A composite hospital - dual prices
DEA analysis reports typically have a column entitled "Dual prices" that can give you great insight into Hospital 2's (or any organization's found inefficient by DEA) inefficiency.
After running a DEA analysis on the data in the table shown above, you would be inclined to create a composite hospital derived from the model that's made out of, say, 26.1 percent of the input level used by hospital number 1 and 66.1 percent of the input used by hospital number 3. If it were then found that the composite hospital uses "a" capital and "b" labor (with a or b lower than the corresponding amount required by Hospital number 2 and the other of these two variables no larger than its corresponding amount) to achieve the same level of outputs achieved by hospital 2, you could use these numbers as performance targets for hospital 2.

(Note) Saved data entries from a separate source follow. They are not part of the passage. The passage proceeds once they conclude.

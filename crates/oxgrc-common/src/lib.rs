pub mod id;
pub mod types;
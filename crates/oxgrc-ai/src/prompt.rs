//! Prompt templates for the narrative analysis types. The context payload
//! is embedded verbatim as formatted JSON.

/// 构建分析 prompt
pub fn build_analysis_prompt(analysis_type: &str, context: &serde_json::Value) -> String {
    let template = match analysis_type {
        "control_health_impact" => CONTROL_HEALTH_PROMPT,
        "risk_kri_mapping" => RISK_KRI_PROMPT,
        "ccf_mapping" => CCF_MAPPING_PROMPT,
        _ => GENERIC_PROMPT,
    };

    let context_json =
        serde_json::to_string_pretty(context).unwrap_or_else(|_| context.to_string());
    template.replace("{{CONTEXT_JSON}}", &context_json)
}

/// 固定的输出格式要求，附加在每个模板末尾
const OUTPUT_INSTRUCTION: &str = r#"Respond with a single JSON object of exactly this shape, and nothing else:
{"analysis": "<your analysis as plain text>", "recommendations": ["<recommendation 1>", "<recommendation 2>"]}"#;

const CONTROL_HEALTH_PROMPT: &str = r#"You are a GRC (governance, risk and compliance) analyst. Review the control health data below and explain how failing or partially effective controls impact the organization's compliance posture across the mapped frameworks.

Control health data:
{{CONTEXT_JSON}}

Respond with a single JSON object of exactly this shape, and nothing else:
{"analysis": "<your analysis as plain text>", "recommendations": ["<recommendation 1>", "<recommendation 2>"]}"#;

const RISK_KRI_PROMPT: &str = r#"You are a GRC analyst. Review the risk and key-risk-indicator data below. Explain which KRIs are trending toward their thresholds, what that implies for the associated risks, and whether the linked key-control-indicators suggest the mitigating controls are operating effectively.

Risk and indicator data:
{{CONTEXT_JSON}}

Respond with a single JSON object of exactly this shape, and nothing else:
{"analysis": "<your analysis as plain text>", "recommendations": ["<recommendation 1>", "<recommendation 2>"]}"#;

const CCF_MAPPING_PROMPT: &str = r#"You are a GRC analyst working with a common control framework (CCF). Review the unified control and its mappings below. Identify framework requirements that appear under-covered, overlapping mappings that could be consolidated, and internal policies that should be linked but are not.

Mapping data:
{{CONTEXT_JSON}}

Respond with a single JSON object of exactly this shape, and nothing else:
{"analysis": "<your analysis as plain text>", "recommendations": ["<recommendation 1>", "<recommendation 2>"]}"#;

const GENERIC_PROMPT: &str = r#"You are a GRC (governance, risk and compliance) analyst. Analyze the following data and summarize the most important findings for a compliance manager.

Data:
{{CONTEXT_JSON}}

Respond with a single JSON object of exactly this shape, and nothing else:
{"analysis": "<your analysis as plain text>", "recommendations": ["<recommendation 1>", "<recommendation 2>"]}"#;

#[cfg(test)]
mod tests {
    use super::*;

    #[test]
    fn test_context_embedded_in_prompt() {
        let context = serde_json::json!({"failing_controls": 2});
        let prompt = build_analysis_prompt("control_health_impact", &context);
        assert!(prompt.contains("\"failing_controls\": 2"));
        assert!(!prompt.contains("{{CONTEXT_JSON}}"));
    }

    #[test]
    fn test_unknown_type_uses_generic_template() {
        let prompt = build_analysis_prompt("something_else", &serde_json::json!({}));
        assert!(prompt.contains("compliance manager"));
    }

    #[test]
    fn test_all_templates_demand_json_shape() {
        for t in ["control_health_impact", "risk_kri_mapping", "ccf_mapping", "other"] {
            let prompt = build_analysis_prompt(t, &serde_json::json!({}));
            assert!(prompt.contains(OUTPUT_INSTRUCTION), "template {t} missing output instruction");
        }
    }
}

Bottom line: Dual prices can sometimes find a composite hospital that is superior to an inefficient hospital and where the origen of this inefficiency arises. Breakups and mergers aren't the only options.

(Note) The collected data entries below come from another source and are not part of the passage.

//! 控制测试与整改问题生命周期。
//!
//! Recording a failed control test automatically materializes a remediation
//! issue. Issue creation is idempotent on `control_test_id`: a request
//! retried with the same caller-supplied test id reuses the stored test
//! record and its issue instead of creating duplicates.

use crate::error::{CoreError, Result};
use chrono::{DateTime, Utc};
use oxgrc_common::types::{ControlTest, Issue, IssueSeverity, IssueStatus, TestResult};
use oxgrc_storage::GrcStore;

/// Input for recording a control test. Test records are immutable once
/// created.
#[derive(Debug, Clone)]
pub struct NewControlTest {
    /// 调用方指定的测试 ID。重试时携带同一 ID 可复用已落库的记录。
    /// 缺省由服务端生成。
    pub id: Option<String>,
    pub unified_control_id: String,
    pub tester: String,
    /// 缺省为当前时间
    pub tested_at: Option<DateTime<Utc>>,
    pub result: TestResult,
    pub notes: String,
    pub evidence_ids: Vec<String>,
    pub automated: bool,
    pub connector_id: Option<String>,
}

/// The recorded test plus the auto-created issue, when the result was Fail.
#[derive(Debug, Clone)]
pub struct TestOutcome {
    pub test: ControlTest,
    pub auto_issue: Option<Issue>,
}

/// Records a control test outcome against an existing unified control.
///
/// On `Fail` an Open / High issue is created, assigned to the tester and
/// back-referencing both the control and the test. The test write is
/// committed first; an issue-insert failure is logged and accepted rather
/// than rolled back. When `input.id` names an already-stored test the call
/// is a retry: the existing record is returned and, for a Fail result, the
/// issue is looked up or created exactly once.
pub fn record_control_test(store: &GrcStore, input: NewControlTest) -> Result<TestOutcome> {
    let control = store
        .get_unified_control(&input.unified_control_id)?
        .ok_or_else(|| CoreError::NotFound {
            entity: "unified_control",
            id: input.unified_control_id.clone(),
        })?;

    // 重试路径：同一测试 ID 已落库时复用原记录，不再新增
    if let Some(id) = &input.id {
        if let Some(existing) = store.get_control_test(id)? {
            let auto_issue = if existing.result == TestResult::Fail {
                create_issue_for_failed_test(store, &existing, &control.name)
            } else {
                None
            };
            return Ok(TestOutcome {
                test: existing,
                auto_issue,
            });
        }
    }

    let now = Utc::now();
    let test = store.insert_control_test(&ControlTest {
        id: input.id.unwrap_or_else(oxgrc_common::id::next_id),
        unified_control_id: input.unified_control_id,
        tester: input.tester,
        tested_at: input.tested_at.unwrap_or(now),
        result: input.result,
        notes: input.notes,
        evidence_ids: input.evidence_ids,
        automated: input.automated,
        connector_id: input.connector_id,
        created_at: now,
        updated_at: now,
    })?;

    let auto_issue = if test.result == TestResult::Fail {
        create_issue_for_failed_test(store, &test, &control.name)
    } else {
        None
    };

    Ok(TestOutcome { test, auto_issue })
}

fn create_issue_for_failed_test(
    store: &GrcStore,
    test: &ControlTest,
    control_name: &str,
) -> Option<Issue> {
    // 幂等：同一测试最多产生一个问题
    match store.get_issue_by_control_test(&test.id) {
        Ok(Some(existing)) => return Some(existing),
        Ok(None) => {}
        Err(e) => {
            tracing::error!(error = %e, test_id = %test.id, "Failed to check for existing auto-issue");
            return None;
        }
    }

    let description = if test.notes.trim().is_empty() {
        "Control test failed; no additional notes were provided.".to_string()
    } else {
        format!("Test notes: {}", test.notes)
    };
    let now = Utc::now();
    let issue = Issue {
        id: oxgrc_common::id::next_id(),
        title: format!("Control Test Failed: {control_name}"),
        description,
        severity: IssueSeverity::High,
        status: IssueStatus::Open,
        assigned_to: test.tester.clone(),
        due_date: None,
        unified_control_id: Some(test.unified_control_id.clone()),
        control_test_id: Some(test.id.clone()),
        has_exception: false,
        exception_details: None,
        created_at: now,
        updated_at: now,
    };

    match store.insert_issue(&issue) {
        Ok(created) => {
            tracing::info!(
                issue_id = %created.id,
                test_id = %test.id,
                "Auto-created remediation issue for failed control test"
            );
            Some(created)
        }
        // 测试记录已落库，问题创建失败仅记录日志
        Err(e) => {
            tracing::error!(error = %e, test_id = %test.id, "Failed to auto-create issue");
            None
        }
    }
}

/// Moves an issue to a new status. Transitions are caller-driven and
/// unrestricted, so a Resolved or Closed issue can be reopened.
pub fn update_issue_status(store: &GrcStore, issue_id: &str, status: IssueStatus) -> Result<Issue> {
    store
        .update_issue_status(issue_id, status)?
        .ok_or_else(|| CoreError::NotFound {
            entity: "issue",
            id: issue_id.to_string(),
        })
}

/// Attaches an exception (risk acceptance) payload to a non-terminal issue
/// without changing its status.
pub fn grant_issue_exception(
    store: &GrcStore,
    issue_id: &str,
    details: &serde_json::Value,
) -> Result<Issue> {
    let issue = store
        .get_issue(issue_id)?
        .ok_or_else(|| CoreError::NotFound {
            entity: "issue",
            id: issue_id.to_string(),
        })?;
    if issue.status.is_terminal() {
        return Err(CoreError::Validation(format!(
            "cannot grant an exception on a {} issue",
            issue.status.as_str()
        )));
    }
    store
        .set_issue_exception(issue_id, details)?
        .ok_or_else(|| CoreError::NotFound {
            entity: "issue",
            id: issue_id.to_string(),
        })
}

In the news: The Johns Hopkins Health System Corporation has recently aquired Suburban Hospital in nearby Bethesda, MD, converting it into a Hopkins subsidiary. With its new association with an information technology-, medical- and management-savy institution like Johns Hopkins University, Suburban Hospital is now well positioned to participate in the development of the coming nation-wide interconnected electronic health information infrastructure.
This is a big topic and can only be handled by teams of experts who understand the complexities of the medical, financial, management and political issues involved! However, for anyone interested in more information on DEA (in addition to the two videos and the white paper cited above), consider these additional, albeit much more sophisticated, sources:
For examples using DEA in hospital and physician evaluation, see Chilingerian, J.A. (1994). Exploring why some physicians' hospital practices are more efficient: Taking DEA inside the hospital, in Charnes, A., Cooper, W.W., Lewin, A.Y., and Seiford, L.M. (Eds.), "Data Analysis: Theory, Methodology, and Applications, Boston: Kluwer Academic Publishers; Sherman, H.D. (1988). "Survive Organization Productivity." The Society of Management Accountants of Canada: Hamilton, Ontario.
Since Information Technology has a good deal to do with determining the overall efficiency of an interconnected, electronic health information infrastructure, some readers might also be interested in Medhi, D. and Ramasamy, K. (2007). "Network routing: algorithms, protocols, and architectures." San Fransisco: Morgan Kaufmann. In section 7.7, DEA is applied to the problem of finding the best topology for a computer network.